Dana Bagi Hasil Naik Signifikan, Ini Permintaan DPRD Jabar

Ineu Purwadewi Sundari
Ineu Purwadewi Sundari
Ineu Purwadewi Sundari

POJOKSATU – DPRD Jawa Barat berharap satuan kerja perangkat daerah pemerintah provinsi dan kabupaten/kota di Jabar bisa bekerja lebih baik dengan adanya evaluasi APBD Jabar 2015. Dengan dievaluasinya anggaran tersebut, kinerja pemerintah bisa meningkat dalam melayani kebutuhan masyarakat.

Hal ini diungkapkan Ketua DPRD Jabar Ineu Purwadewi Sundari usai menghadiri penyerahan Dokumen Pelaksanaan Anggaran SKPD dan Alokasi Dana Bagi Hasil kabupaten/kota Tahun Anggaran 2015, di Gedung Sate, Bandung, Selasa (13/1). Ineu menuturkan, dengan dievaluasinya anggaran tersebut, dana bagi hasil yang diserahkan ke kabupaten/kota jumlahnya meningkat.

Sehingga, Ineu meminta pemerintah kabupaten/kota segera menyusun perencanaan kerja agar kualitas pembangunan turut meningkat. “Penambahannya cukup signifikan, semoga bisa men-‘support’ program yang sudah ada,” kata Ineu.

Ineu berharap, tambahan anggaran tersebut digunakan untuk pembangunan di bidang-bidang yang dianggap vital, seperti pendidikan. “Pendidikan kebutuhan mendasar.
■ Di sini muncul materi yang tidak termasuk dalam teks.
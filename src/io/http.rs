//! Management HTTP API, health, stats, Prometheus text and the `/ws` upgrade
//!
//! Plain `hyper` HTTP/1.1 with a `match` on method and path segments.
//! Every JSON body is camelCase; failures answer `{"error": "..."}`.

use crate::domain::geofence::{GeofenceUpdate, NewGeofence};
use crate::domain::types::{AlertId, GeofenceId, VehicleId, VehicleLocation};
use crate::error::GeofenceError;
use crate::infra::metrics::Metrics;
use crate::io::location_store::InMemoryLocationStore;
use crate::io::prometheus::{format_prometheus_metrics, Gauges};
use crate::io::ws::serve_socket;
use crate::services::dispatcher::AlertDispatcher;
use crate::services::eta::EtaEngine;
use crate::services::geofence_store::GeofenceStore;
use crate::services::monitor::ProximityMonitor;
use crate::services::subscribers::SubscriberRegistry;
use bytes::Bytes;
use chrono::Utc;
use http_body_util::{BodyExt, Full, Limited};
use hyper::header::{self, HeaderValue};
use hyper::server::conn::http1;
use hyper::service::service_fn;
use hyper::{Method, Request, Response, StatusCode};
use hyper_util::rt::TokioIo;
use serde::{Deserialize, Serialize};
use serde_json::json;
use std::convert::Infallible;
use std::net::SocketAddr;
use std::sync::Arc;
use std::time::Duration;
use tokio::net::TcpListener;
use tokio::sync::watch;
use tokio_tungstenite::tungstenite::handshake::derive_accept_key;
use tokio_tungstenite::tungstenite::protocol::Role;
use tokio_tungstenite::WebSocketStream;
use tracing::{error, info, warn};

const MAX_BODY_BYTES: usize = 1024 * 1024;

/// Everything a request handler can reach
#[derive(Clone)]
pub struct AppState {
    pub geofences: Arc<GeofenceStore>,
    pub engine: Arc<EtaEngine>,
    pub dispatcher: Arc<AlertDispatcher>,
    pub registry: Arc<SubscriberRegistry>,
    pub monitor: Arc<ProximityMonitor>,
    pub metrics: Arc<Metrics>,
    /// Present when positions are pushed in-process; enables `POST /api/locations`
    pub location_feed: Option<Arc<InMemoryLocationStore>>,
    pub heartbeat: Duration,
}

impl AppState {
    fn gauges(&self) -> Gauges {
        let stats = self.engine.cache_stats();
        Gauges {
            tracked_vehicles: self.monitor.tracked_vehicles(),
            active_alerts: self.dispatcher.active_count(),
            subscribers: self.registry.len(),
            eta_cache_size: stats.size,
            routing_calls_in_window: stats.api_calls_in_window,
            routing_rate_limited: stats.rate_limited,
        }
    }
}

#[derive(Debug, Deserialize)]
#[serde(rename_all = "camelCase")]
struct AcknowledgeRequest {
    #[serde(default)]
    user_id: Option<String>,
}

#[derive(Debug, Deserialize)]
#[serde(untagged)]
enum LocationBatch {
    One(VehicleLocation),
    Many(Vec<VehicleLocation>),
}

#[derive(Serialize)]
#[serde(rename_all = "camelCase")]
struct Health {
    status: &'static str,
    timestamp: String,
    version: &'static str,
    revision: &'static str,
    websocket_connections: usize,
}

fn json_response<T: Serialize>(status: StatusCode, value: &T) -> Response<Full<Bytes>> {
    match serde_json::to_vec(value) {
        Ok(body) => Response::builder()
            .status(status)
            .header(header::CONTENT_TYPE, "application/json")
            .header(header::ACCESS_CONTROL_ALLOW_ORIGIN, "*")
            .body(Full::new(Bytes::from(body)))
            .expect("static response should not fail"),
        Err(e) => {
            error!(error = %e, "http_response_serialize_failed");
            error_response(StatusCode::INTERNAL_SERVER_ERROR, "Internal server error")
        }
    }
}

fn error_response(status: StatusCode, message: &str) -> Response<Full<Bytes>> {
    Response::builder()
        .status(status)
        .header(header::CONTENT_TYPE, "application/json")
        .header(header::ACCESS_CONTROL_ALLOW_ORIGIN, "*")
        .body(Full::new(Bytes::from(json!({ "error": message }).to_string())))
        .expect("static response should not fail")
}

fn empty_response(status: StatusCode) -> Response<Full<Bytes>> {
    Response::builder()
        .status(status)
        .header(header::ACCESS_CONTROL_ALLOW_ORIGIN, "*")
        .body(Full::new(Bytes::new()))
        .expect("static response should not fail")
}

fn geofence_error_response(e: &GeofenceError, operation: &str) -> Response<Full<Bytes>> {
    match e {
        GeofenceError::NotFound(_) => error_response(StatusCode::NOT_FOUND, "Geofence not found"),
        GeofenceError::AlreadyExists(_) => {
            error_response(StatusCode::CONFLICT, "Geofence id already exists")
        }
        GeofenceError::Validation(v) => error_response(StatusCode::BAD_REQUEST, &v.to_string()),
        GeofenceError::Store(s) => {
            error!(error = %s, operation = %operation, "geofence_store_error");
            error_response(StatusCode::INTERNAL_SERVER_ERROR, "Geofence store unavailable")
        }
    }
}

fn parse_body<T: for<'de> Deserialize<'de>>(body: &Bytes) -> Result<T, Response<Full<Bytes>>> {
    serde_json::from_slice(body)
        .map_err(|e| error_response(StatusCode::BAD_REQUEST, &format!("Invalid request body: {e}")))
}

/// Route one request whose body is already buffered
pub async fn route(state: &AppState, method: &Method, path: &str, body: Bytes) -> Response<Full<Bytes>> {
    let segments: Vec<&str> = path.trim_matches('/').split('/').collect();

    match (method, segments.as_slice()) {
        (&Method::GET, ["health"]) => json_response(
            StatusCode::OK,
            &Health {
                status: "healthy",
                timestamp: Utc::now().to_rfc3339(),
                version: env!("CARGO_PKG_VERSION"),
                revision: env!("GIT_HASH"),
                websocket_connections: state.registry.len(),
            },
        ),
        (&Method::GET, ["stats"]) => json_response(
            StatusCode::OK,
            &json!({
                "etaCache": state.engine.cache_stats(),
                "activeVehicles": state.monitor.tracked_vehicles(),
                "activeAlerts": state.dispatcher.active_count(),
                "subscribers": state.registry.len(),
                "timestamp": Utc::now().to_rfc3339(),
            }),
        ),
        (&Method::GET, ["metrics"]) => {
            let body = format_prometheus_metrics(&state.metrics, &state.gauges());
            Response::builder()
                .status(StatusCode::OK)
                .header(header::CONTENT_TYPE, "text/plain; version=0.0.4; charset=utf-8")
                .body(Full::new(Bytes::from(body)))
                .expect("static response should not fail")
        }

        (&Method::GET, ["api", "geofences"]) => match state.geofences.list().await {
            Ok(geofences) => json_response(StatusCode::OK, &geofences),
            Err(e) => geofence_error_response(&e, "list"),
        },
        (&Method::POST, ["api", "geofences"]) => {
            let new: NewGeofence = match parse_body(&body) {
                Ok(new) => new,
                Err(response) => return response,
            };
            match state.geofences.create(new).await {
                Ok(geofence) => json_response(StatusCode::CREATED, &geofence),
                Err(e) => geofence_error_response(&e, "create"),
            }
        }
        (&Method::PUT, ["api", "geofences", id]) => {
            let update: GeofenceUpdate = match parse_body(&body) {
                Ok(update) => update,
                Err(response) => return response,
            };
            match state.geofences.update(&GeofenceId::from(*id), update).await {
                Ok(geofence) => json_response(StatusCode::OK, &geofence),
                Err(e) => geofence_error_response(&e, "update"),
            }
        }
        (&Method::DELETE, ["api", "geofences", id]) => {
            match state.geofences.soft_delete(&GeofenceId::from(*id)).await {
                Ok(()) => empty_response(StatusCode::NO_CONTENT),
                Err(e) => geofence_error_response(&e, "delete"),
            }
        }

        (&Method::GET, ["api", "eta", vehicle_id, geofence_id]) => {
            let eta = state
                .engine
                .calculate_eta(&VehicleId::from(*vehicle_id), &GeofenceId::from(*geofence_id))
                .await;
            match eta {
                Some(eta) => json_response(StatusCode::OK, &eta),
                None => error_response(StatusCode::NOT_FOUND, "Unable to calculate ETA"),
            }
        }

        (&Method::GET, ["api", "alerts"]) => json_response(StatusCode::OK, &state.dispatcher.active_alerts()),
        (&Method::POST, ["api", "alerts", id, "acknowledge"]) => {
            let request: AcknowledgeRequest = match parse_body(&body) {
                Ok(request) => request,
                Err(response) => return response,
            };
            let Some(user_id) = request.user_id.filter(|u| !u.is_empty()) else {
                return error_response(StatusCode::BAD_REQUEST, "userId is required");
            };
            if state.dispatcher.acknowledge_alert(&AlertId::from(*id), &user_id).await {
                json_response(StatusCode::OK, &json!({ "message": "Alert acknowledged" }))
            } else {
                error_response(StatusCode::NOT_FOUND, "Alert not found")
            }
        }

        (&Method::POST, ["api", "locations"]) => {
            let Some(feed) = &state.location_feed else {
                return error_response(StatusCode::NOT_FOUND, "Location feed not enabled");
            };
            let batch = match parse_body(&body) {
                Ok(LocationBatch::One(location)) => vec![location],
                Ok(LocationBatch::Many(locations)) => locations,
                Err(response) => return response,
            };
            if batch.iter().any(|l| !l.position().is_valid()) {
                return error_response(StatusCode::BAD_REQUEST, "Invalid coordinate");
            }
            let accepted = batch.len();
            for location in batch {
                feed.upsert(location);
            }
            json_response(StatusCode::ACCEPTED, &json!({ "accepted": accepted }))
        }

        (&Method::OPTIONS, _) => Response::builder()
            .status(StatusCode::NO_CONTENT)
            .header(header::ACCESS_CONTROL_ALLOW_ORIGIN, "*")
            .header(header::ACCESS_CONTROL_ALLOW_METHODS, "GET, POST, PUT, DELETE, OPTIONS")
            .header(header::ACCESS_CONTROL_ALLOW_HEADERS, "Content-Type")
            .body(Full::new(Bytes::new()))
            .expect("static response should not fail"),
        _ => error_response(StatusCode::NOT_FOUND, "Not Found"),
    }
}

fn is_websocket_upgrade<B>(req: &Request<B>) -> bool {
    req.headers()
        .get(header::UPGRADE)
        .and_then(|v| v.to_str().ok())
        .is_some_and(|v| v.eq_ignore_ascii_case("websocket"))
}

/// Answer the handshake and hand the upgraded connection to a feed session
fn upgrade_websocket(
    mut req: Request<hyper::body::Incoming>,
    state: &AppState,
    shutdown: watch::Receiver<bool>,
) -> Response<Full<Bytes>> {
    let Some(key) = req.headers().get(header::SEC_WEBSOCKET_KEY) else {
        return error_response(StatusCode::BAD_REQUEST, "Missing Sec-WebSocket-Key");
    };
    let accept = derive_accept_key(key.as_bytes());
    let Ok(accept) = HeaderValue::from_str(&accept) else {
        return error_response(StatusCode::BAD_REQUEST, "Invalid Sec-WebSocket-Key");
    };

    let on_upgrade = hyper::upgrade::on(&mut req);
    let registry = state.registry.clone();
    let heartbeat = state.heartbeat;
    tokio::spawn(async move {
        match on_upgrade.await {
            Ok(upgraded) => {
                let ws = WebSocketStream::from_raw_socket(TokioIo::new(upgraded), Role::Server, None).await;
                serve_socket(ws, registry, heartbeat, shutdown).await;
            }
            Err(e) => warn!(error = %e, "ws_upgrade_failed"),
        }
    });

    Response::builder()
        .status(StatusCode::SWITCHING_PROTOCOLS)
        .header(header::UPGRADE, "websocket")
        .header(header::CONNECTION, "Upgrade")
        .header(header::SEC_WEBSOCKET_ACCEPT, accept)
        .body(Full::new(Bytes::new()))
        .expect("static response should not fail")
}

async fn handle_request(
    req: Request<hyper::body::Incoming>,
    state: AppState,
    shutdown: watch::Receiver<bool>,
) -> Result<Response<Full<Bytes>>, Infallible> {
    if req.method() == Method::GET && req.uri().path() == "/ws" {
        if !is_websocket_upgrade(&req) {
            return Ok(error_response(StatusCode::BAD_REQUEST, "Expected WebSocket upgrade"));
        }
        return Ok(upgrade_websocket(req, &state, shutdown));
    }

    let method = req.method().clone();
    let path = req.uri().path().to_string();
    let body = match Limited::new(req.into_body(), MAX_BODY_BYTES).collect().await {
        Ok(collected) => collected.to_bytes(),
        Err(e) => {
            warn!(error = %e, path = %path, "http_body_read_failed");
            return Ok(error_response(StatusCode::PAYLOAD_TOO_LARGE, "Request body too large"));
        }
    };

    Ok(route(&state, &method, &path, body).await)
}

/// Start the HTTP server and accept connections until shutdown
pub async fn start_http_server(
    addr: SocketAddr,
    state: AppState,
    mut shutdown: watch::Receiver<bool>,
) -> Result<(), Box<dyn std::error::Error + Send + Sync>> {
    let listener = TcpListener::bind(addr).await?;
    info!(addr = %addr, "http_server_started");

    loop {
        tokio::select! {
            result = listener.accept() => {
                match result {
                    Ok((stream, _addr)) => {
                        let io = TokioIo::new(stream);
                        let state = state.clone();
                        let session_shutdown = shutdown.clone();

                        tokio::spawn(async move {
                            let service = service_fn(move |req| {
                                let state = state.clone();
                                let shutdown = session_shutdown.clone();
                                async move { handle_request(req, state, shutdown).await }
                            });

                            if let Err(e) = http1::Builder::new()
                                .serve_connection(io, service)
                                .with_upgrades()
                                .await
                            {
                                error!(error = %e, "http_connection_error");
                            }
                        });
                    }
                    Err(e) => {
                        error!(error = %e, "http_accept_error");
                    }
                }
            }
            changed = shutdown.changed() => {
                if changed.is_err() || *shutdown.borrow() {
                    info!("http_server_shutdown");
                    return Ok(());
                }
            }
        }
    }
}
Kan kemarin melihat evaluasi mendagri, bagaimana kebutuhan utama terpenuhi,” paparnya.


Pada intinya, kata dia, evaluasi APBD 2015 harus berpihak kepada kepentingan masyarakat banyak. “Pendidikan, kesehatan, bisa berjalan dengan baik di daerah. Dan ini harus sejalan dengan kebijakan pusat dan provinsi,” bebernya.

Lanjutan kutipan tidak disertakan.